For the records that follow, say how many lines have the word "derive" in them. Write the number and nothing more.

─── Materials provided ───

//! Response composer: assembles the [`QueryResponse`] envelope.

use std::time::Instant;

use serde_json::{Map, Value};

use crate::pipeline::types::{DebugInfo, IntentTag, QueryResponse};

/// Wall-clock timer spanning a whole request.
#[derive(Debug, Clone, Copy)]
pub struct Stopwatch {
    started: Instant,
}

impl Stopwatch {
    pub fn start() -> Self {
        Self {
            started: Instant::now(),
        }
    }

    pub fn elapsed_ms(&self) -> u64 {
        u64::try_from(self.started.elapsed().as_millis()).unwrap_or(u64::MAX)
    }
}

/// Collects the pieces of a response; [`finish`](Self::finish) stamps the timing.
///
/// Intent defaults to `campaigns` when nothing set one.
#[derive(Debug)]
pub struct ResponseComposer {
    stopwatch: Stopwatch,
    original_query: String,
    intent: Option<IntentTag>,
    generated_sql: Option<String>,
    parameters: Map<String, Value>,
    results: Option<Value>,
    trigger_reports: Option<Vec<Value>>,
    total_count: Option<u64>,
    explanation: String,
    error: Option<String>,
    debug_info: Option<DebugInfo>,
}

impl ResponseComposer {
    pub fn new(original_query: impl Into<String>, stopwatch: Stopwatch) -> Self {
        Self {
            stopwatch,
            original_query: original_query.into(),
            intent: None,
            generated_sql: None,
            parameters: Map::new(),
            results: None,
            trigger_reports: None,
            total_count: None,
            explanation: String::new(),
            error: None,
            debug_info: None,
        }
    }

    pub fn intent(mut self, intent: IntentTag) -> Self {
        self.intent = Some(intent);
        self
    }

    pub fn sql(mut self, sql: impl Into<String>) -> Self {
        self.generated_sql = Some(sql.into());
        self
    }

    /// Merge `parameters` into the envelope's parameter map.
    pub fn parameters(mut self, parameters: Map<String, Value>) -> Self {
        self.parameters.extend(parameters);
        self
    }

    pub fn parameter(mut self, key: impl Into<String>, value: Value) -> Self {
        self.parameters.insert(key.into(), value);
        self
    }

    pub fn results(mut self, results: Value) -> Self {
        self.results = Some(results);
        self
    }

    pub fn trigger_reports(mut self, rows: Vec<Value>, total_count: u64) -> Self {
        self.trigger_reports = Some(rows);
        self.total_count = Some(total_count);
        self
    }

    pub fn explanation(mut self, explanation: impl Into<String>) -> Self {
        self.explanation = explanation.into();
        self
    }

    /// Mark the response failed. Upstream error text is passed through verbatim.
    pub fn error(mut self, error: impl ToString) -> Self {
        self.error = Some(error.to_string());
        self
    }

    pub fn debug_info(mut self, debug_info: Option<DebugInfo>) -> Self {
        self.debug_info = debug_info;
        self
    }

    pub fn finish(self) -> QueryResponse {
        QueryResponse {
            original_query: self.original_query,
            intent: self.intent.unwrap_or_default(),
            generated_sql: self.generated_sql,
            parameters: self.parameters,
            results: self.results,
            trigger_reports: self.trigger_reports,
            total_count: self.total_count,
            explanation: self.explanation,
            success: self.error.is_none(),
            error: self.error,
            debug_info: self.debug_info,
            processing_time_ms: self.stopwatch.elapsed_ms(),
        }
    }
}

───

Output for this task >>
2